I'm not telling my colleagues at the College, or even colleagues elsewhere. Today, for instance, I was emailing some Women's Studies colleagues at other schools, and I ended the message with, "Well, I'm off to meet with a candidate for the History Department." What I deliberately didn't say was that, before I met the History Department candidate, I was going to go feed Maybelle.
I'm not entirely sure why I'm being secretive about this. Of course, many of the people I interact with on a daily basis have no need to know anything about Maybelle's eating habits or anything else about her, so sharing would just be too much information. But that's not all that's going on. I think part of why I'm not talking much about this part of my life, and the challenges it poses, is that I practice projecting the image of success. I think one of the reasons I've been so successful in my career is because I present a successful face. "Everything is going great! Enrollments are booming! The WGS Program is vibrant!"
And not only does biking away from campus to feed my baby not seem to fit with this narrative of success, it doesn't seem professional. It seems like I'm less professional. Even if I get the same amount of work done as I did before I had Maybelle, I seem less profesionnally functional. At some level I fear that my experience could be used to buttress some horrible argument about why women shouldn't be hired because they'll just go and have kids and then they're no good to you in the workplace anymore.

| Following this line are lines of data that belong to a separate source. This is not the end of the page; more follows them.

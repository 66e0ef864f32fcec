//! # Server
//!
//! The serving half of a session. Binds method names to handlers and turns
//! each incoming request into exactly one response.
//!
//! ## Invariants
//!
//! - Every request gets a response with the same id.
//! - A handler failure, including a panic, becomes a `FunctionError`
//!   response. It never reaches the read loop.
//! - A request whose parameters do not fit the handler, or could not be
//!   read at all, is answered with `InvalidParams` and the handler is not
//!   run.

use std::any::Any;
use std::panic::AssertUnwindSafe;
use std::sync::Arc;

use futures::FutureExt;

use duowire::Codec;
use duowire::CodecError;
use duowire::Deferred;
use duowire::ErrorCode;
use duowire::ErrorObject;
use duowire::Format;
use duowire::RequestFrame;
use duowire::ResponseFrame;

use crate::handler::Binding;
use crate::handler::Handler;
use crate::methods;
use crate::methods::MethodTable;
use crate::methods::Signature;

struct ServerInner<F> {
    codec: Arc<Codec<F>>,
    methods: MethodTable<Arc<Binding<F>>>,
}

/// Answers calls from the peer. Cheap to clone.
pub struct Server<F> {
    inner: Arc<ServerInner<F>>,
}

impl<F> Clone for Server<F> {
    fn clone(&self) -> Self {
        Self { inner: self.inner.clone() }
    }
}

/// A group of methods registered together.
///
/// The implementor lists its callable members through the `Registrar`:
///
/// ```ignore
/// impl Service for Greeter {
///     fn methods<F: Format>(self: Arc<Self>, registrar: &mut Registrar<F>) {
///         let this = self.clone();
///         registrar.func("hello", move |name: String| {
///             let this = this.clone();
///             async move { this.hello(name).await }
///         });
///     }
/// }
/// ```
pub trait Service: Send + Sync + 'static {
    fn methods<F: Format>(self: Arc<Self>, registrar: &mut Registrar<F>);
}

/// Collects the bindings a `Service` offers.
pub struct Registrar<F> {
    format: Arc<F>,
    bindings: Vec<(String, Binding<F>)>,
    error: Option<methods::Error>,
}

impl<F: Format> Registrar<F> {
    fn new(format: Arc<F>) -> Self {
        Self { format, bindings: Vec::new(), error: None }
    }

    /// Offer `handler` under `name`. Failures surface from
    /// `Server::register_service`.
    pub fn func<H, Args>(&mut self, name: &str, handler: H) -> &mut Self
    where
        H: Handler<Args>,
    {
        if self.error.is_some() {
            return self;
        }

        if name.is_empty() {
            self.error = Some(methods::Error::EmptyName);
        } else if let Err(e) = H::register_types(self.format.as_ref()) {
            self.error = Some(e.into());
        } else {
            let binding = Binding::new(handler, self.format.clone());
            self.bindings.push((name.to_owned(), binding));
        }
        self
    }
}

impl<F: Format> Server<F> {
    pub fn new(codec: Arc<Codec<F>>) -> Self {
        Self { inner: Arc::new(ServerInner { codec, methods: MethodTable::new() }) }
    }

    pub fn codec(&self) -> &Arc<Codec<F>> {
        &self.inner.codec
    }

    /// Bind `handler` to `name`.
    ///
    /// The handler's parameter and result types are registered with the
    /// codec first. Fails on an empty or already bound name.
    pub fn register_fn<H, Args>(&self, name: &str, handler: H) -> methods::Result<()>
    where
        H: Handler<Args>,
    {
        if name.is_empty() {
            return Err(methods::Error::EmptyName);
        }

        let format = self.inner.codec.format();
        H::register_types(format.as_ref())?;

        let binding = Binding::new(handler, format.clone());
        self.inner.methods.insert(name, Arc::new(binding))?;

        tracing::debug!(method = name, signature = %H::signature(), "registered method");
        Ok(())
    }

    /// Bind every method `service` offers.
    ///
    /// Either all of them are bound or none are.
    pub fn register_service<S: Service>(&self, service: Arc<S>) -> methods::Result<usize> {
        let mut registrar = Registrar::new(self.inner.codec.format().clone());
        service.methods(&mut registrar);

        if let Some(e) = registrar.error {
            return Err(e);
        }
        if registrar.bindings.is_empty() {
            return Err(methods::Error::NoMethods);
        }

        let mut bound: Vec<String> = Vec::with_capacity(registrar.bindings.len());
        for (name, binding) in registrar.bindings {
            if let Err(e) = self.inner.methods.insert(&name, Arc::new(binding)) {
                // roll back what this call bound
                for name in &bound {
                    let _ = self.inner.methods.remove(name);
                }
                return Err(e);
            }
            bound.push(name);
        }

        tracing::debug!(methods = ?bound, "registered service");
        Ok(bound.len())
    }

    pub fn unregister(&self, name: &str) -> methods::Result<()> {
        self.inner.methods.remove(name).map(|_| ())
    }

    /// Names of every bound method, sorted.
    pub fn methods(&self) -> Vec<String> {
        self.inner.methods.names()
    }

    pub fn signature(&self, name: &str) -> Option<Signature> {
        self.inner.methods.get(name).map(|binding| binding.signature().clone())
    }

    /// Serve one request and write its response.
    ///
    /// A write failure is returned; the session treats it as fatal.
    pub async fn on_request(&self, request: RequestFrame<F>) -> Result<(), CodecError> {
        let response = self.handle(request).await;
        self.inner.codec.write_response(&response).await
    }

    /// Serve one request without writing anything.
    pub async fn handle(&self, request: RequestFrame<F>) -> ResponseFrame<F> {
        let RequestFrame { id, method, params, params_error } = request;
        match self.dispatch(id, &method, &params, params_error.as_deref()).await {
            Ok(result) => ResponseFrame::success(id, result),
            Err(error) => {
                tracing::debug!(id, method = %method, code = error.code, "call failed");
                ResponseFrame::failure(id, error)
            }
        }
    }

    async fn dispatch(
        &self,
        id: i64,
        method: &str,
        params: &[Deferred<F>],
        params_error: Option<&str>,
    ) -> Result<Deferred<F>, ErrorObject> {
        let Some(binding) = self.inner.methods.get(method) else {
            return Err(ErrorCode::MethodNotFound.into());
        };

        if let Some(detail) = params_error {
            tracing::debug!(id, method, error = detail, "unreadable params");
            return Err(ErrorCode::InvalidParams.into());
        }

        // codec detail stays in the log
        let call = binding.invoke(params).map_err(|e| {
            tracing::debug!(id, method, error = %e, "rejecting params");
            ErrorObject::from(ErrorCode::InvalidParams)
        })?;

        tracing::debug!(id, method, "dispatching");
        match AssertUnwindSafe(call).catch_unwind().await {
            Ok(outcome) => outcome,
            Err(panic) => {
                let message = panic_message(&*panic);
                tracing::warn!(id, method, panic = %message, "handler panicked");
                Err(ErrorObject::with_message(ErrorCode::FunctionError, message))
            }
        }
    }
}

fn panic_message(panic: &(dyn Any + Send)) -> String {
    if let Some(s) = panic.downcast_ref::<&str>() {
        format!("panic: {}", s)
    } else if let Some(s) = panic.downcast_ref::<String>() {
        format!("panic: {}", s)
    } else {
        "panic".to_string()
    }
}
//! Wire shapes of inbound WhatsApp webhook deliveries.
//!
//! Two shapes are recognised:
//! - the nested Cloud API envelope (`object` / `entry[]` / `changes[]` / `value`),
//! - a flat, pre-extracted payload used by test senders and relays.
//!
//! Every nested field is optional and decoded leniently.

use super::lenient::{decode_object, lenient, lenient_first_object, lenient_object};
use serde::{Deserialize, Serialize};
use serde_json::{Number, Value};

/// Discriminator value of Cloud API webhook envelopes.
pub const CLOUD_OBJECT: &str = "whatsapp_business_account";

/// Message timestamp. Cloud API sends unix seconds as a string, relays
/// sometimes send a number.
#[derive(Debug, Clone, PartialEq, Eq, Serialize, Deserialize)]
#[serde(untagged)]
pub enum Timestamp {
    Text(String),
    Number(Number),
}

#[derive(Debug, Clone, Default, PartialEq, Deserialize)]
pub struct TextContent {
    #[serde(default, deserialize_with = "lenient")]
    pub body: Option<String>,
}

// ============================================================================
// Cloud API envelope
// ============================================================================

#[derive(Debug, Clone, PartialEq, Deserialize)]
pub struct CloudEnvelope {
    pub object: String,
    pub entry: Vec<Value>,
}

#[derive(Debug, Clone, Default, PartialEq, Deserialize)]
pub struct CloudEntry {
    #[serde(default, deserialize_with = "lenient_first_object")]
    pub changes: Option<CloudChange>,
}

#[derive(Debug, Clone, Default, PartialEq, Deserialize)]
pub struct CloudChange {
    #[serde(default, deserialize_with = "lenient_object")]
    pub value: Option<ChangeValue>,
}

#[derive(Debug, Clone, Default, PartialEq, Deserialize)]
pub struct ChangeValue {
    #[serde(default, deserialize_with = "lenient_object")]
    pub metadata: Option<Metadata>,
    #[serde(default, deserialize_with = "lenient_first_object")]
    pub contacts: Option<Contact>,
    #[serde(default, deserialize_with = "lenient_first_object")]
    pub messages: Option<CloudMessage>,
    #[serde(default, deserialize_with = "lenient")]
    pub statuses: Option<Vec<Value>>,
}

#[derive(Debug, Clone, Default, PartialEq, Deserialize)]
pub struct Metadata {
    #[serde(default, deserialize_with = "lenient")]
    pub phone_number_id: Option<String>,
    #[serde(default, deserialize_with = "lenient")]
    pub display_phone_number: Option<String>,
}

#[derive(Debug, Clone, Default, PartialEq, Deserialize)]
pub struct Contact {
    #[serde(default, deserialize_with = "lenient")]
    pub wa_id: Option<String>,
    #[serde(default, deserialize_with = "lenient_object")]
    pub profile: Option<Profile>,
}

#[derive(Debug, Clone, Default, PartialEq, Deserialize)]
pub struct Profile {
    #[serde(default, deserialize_with = "lenient")]
    pub name: Option<String>,
}

#[derive(Debug, Clone, Default, PartialEq, Deserialize)]
pub struct CloudMessage {
    #[serde(default, deserialize_with = "lenient")]
    pub from: Option<String>,
    #[serde(default, deserialize_with = "lenient")]
    pub id: Option<String>,
    #[serde(rename = "type", default, deserialize_with = "lenient")]
    pub message_type: Option<String>,
    #[serde(default, deserialize_with = "lenient")]
    pub timestamp: Option<Timestamp>,
    #[serde(default, deserialize_with = "lenient_object")]
    pub text: Option<TextContent>,
}

impl CloudEnvelope {
    /// `entry[0].changes[0].value`, if every step of the path is present.
    pub fn first_value(&self) -> Option<ChangeValue> {
        let entry: CloudEntry = decode_object(self.entry.first()?.clone())?;
        entry.changes?.value
    }
}

// ============================================================================
// Flat payload
// ============================================================================

#[derive(Debug, Clone, Default, PartialEq, Deserialize)]
pub struct FlatEnvelope {
    #[serde(default, deserialize_with = "lenient")]
    pub from: Option<String>,
    #[serde(rename = "type", default, deserialize_with = "lenient")]
    pub message_type: Option<String>,
    #[serde(default, deserialize_with = "lenient")]
    pub timestamp: Option<Timestamp>,
    #[serde(default, deserialize_with = "lenient_object")]
    pub text: Option<TextContent>,
}

// ============================================================================
// Shape dispatch
// ============================================================================

#[derive(Debug, Clone, Copy, PartialEq, Eq)]
pub enum EnvelopeShape {
    Cloud,
    Flat,
}

impl EnvelopeShape {
    pub fn as_str(&self) -> &'static str {
        match self {
            Self::Cloud => "cloud",
            Self::Flat => "flat",
        }
    }
}

/// A decoded inbound envelope. Exactly one variant is produced per body.
#[derive(Debug, Clone, PartialEq)]
pub enum InboundEnvelope {
    Cloud(CloudEnvelope),
    Flat(FlatEnvelope),
}

impl InboundEnvelope {
    /// Decodes `body`, trying the Cloud API envelope first.
    ///
    /// A body is a Cloud envelope when `object` is [`CLOUD_OBJECT`] and `entry`
    /// is an array. Anything else is read as a flat payload; a body with none
    /// of the flat fields decodes to an empty `FlatEnvelope`.
    pub fn decode(body: &Value) -> Self {
        if let Ok(cloud) = CloudEnvelope::deserialize(body) {
            if cloud.object == CLOUD_OBJECT {
                return Self::Cloud(cloud);
            }
        }
        Self::Flat(FlatEnvelope::deserialize(body).unwrap_or_default())
    }

    pub fn shape(&self) -> EnvelopeShape {
        match self {
            Self::Cloud(_) => EnvelopeShape::Cloud,
            Self::Flat(_) => EnvelopeShape::Flat,
        }
    }
}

The irony here is that I'm an advocate for changing the workplace so that the professional realm actually provides more room and support for people with families and lives. I want us to change what it means to be professional so that people don't have to feel quite so torn all the time between jobs and families. Along these lines, think what it might mean for my experience of my work life and my family life if my employer had childcare on site, so that I could stroll down the street to feed Maybelle in between classes rather than tearing uptown on my bike as fast as I possibly can.
The other irony is that I recognize that I have the opportunity here to broaden my students' perceptions of what it means to be a feminist and to provide them with a model for how a person might be passionate about their work and their kid.
But I still want to keep this part of my life under wraps.
2.04.2009
Two cool things
As you all know, I've been thinking a lot about the work/family balance these days. Some days I feel like things are going well, and other days I proclaim that my goal is for my work to be "minimally adequate" (which is the SC constitution's standard for public education). As one friend encouragingly put it today, "It's not just good. It's good enough." Hell, yeah. I'm not the only person thinking about these things, and another friend has a great interview about motherhood and academia that came out recently. Worth a read.
The second cool thing is a follow up on my cameo appearance in The East Village Inky. Not only did I appear, mentioned by name, but there's another more subtle way in which my presence was felt in the zine. Note the following picture of Inky:
Recognize that shirt? That is none other than the Full Frontal Feminism shirt that I have shamelessly sold via Skirt! magazine, that I used in a fruitless attempt to woo Stephen Colbert, that I myself am wearing in my own publicity photo. I sent that shirt to Ayun Halliday. I feel even more famous now.
2.03.2009
Maybelle's nicknames these days
Chicken of the Sea
T for Tiny, T for Tee-Tiny
And an addition to her song:
My name is Maybelline.
I do not have baleen
Cause I am not a whale.
My name is Sweet Maybelle.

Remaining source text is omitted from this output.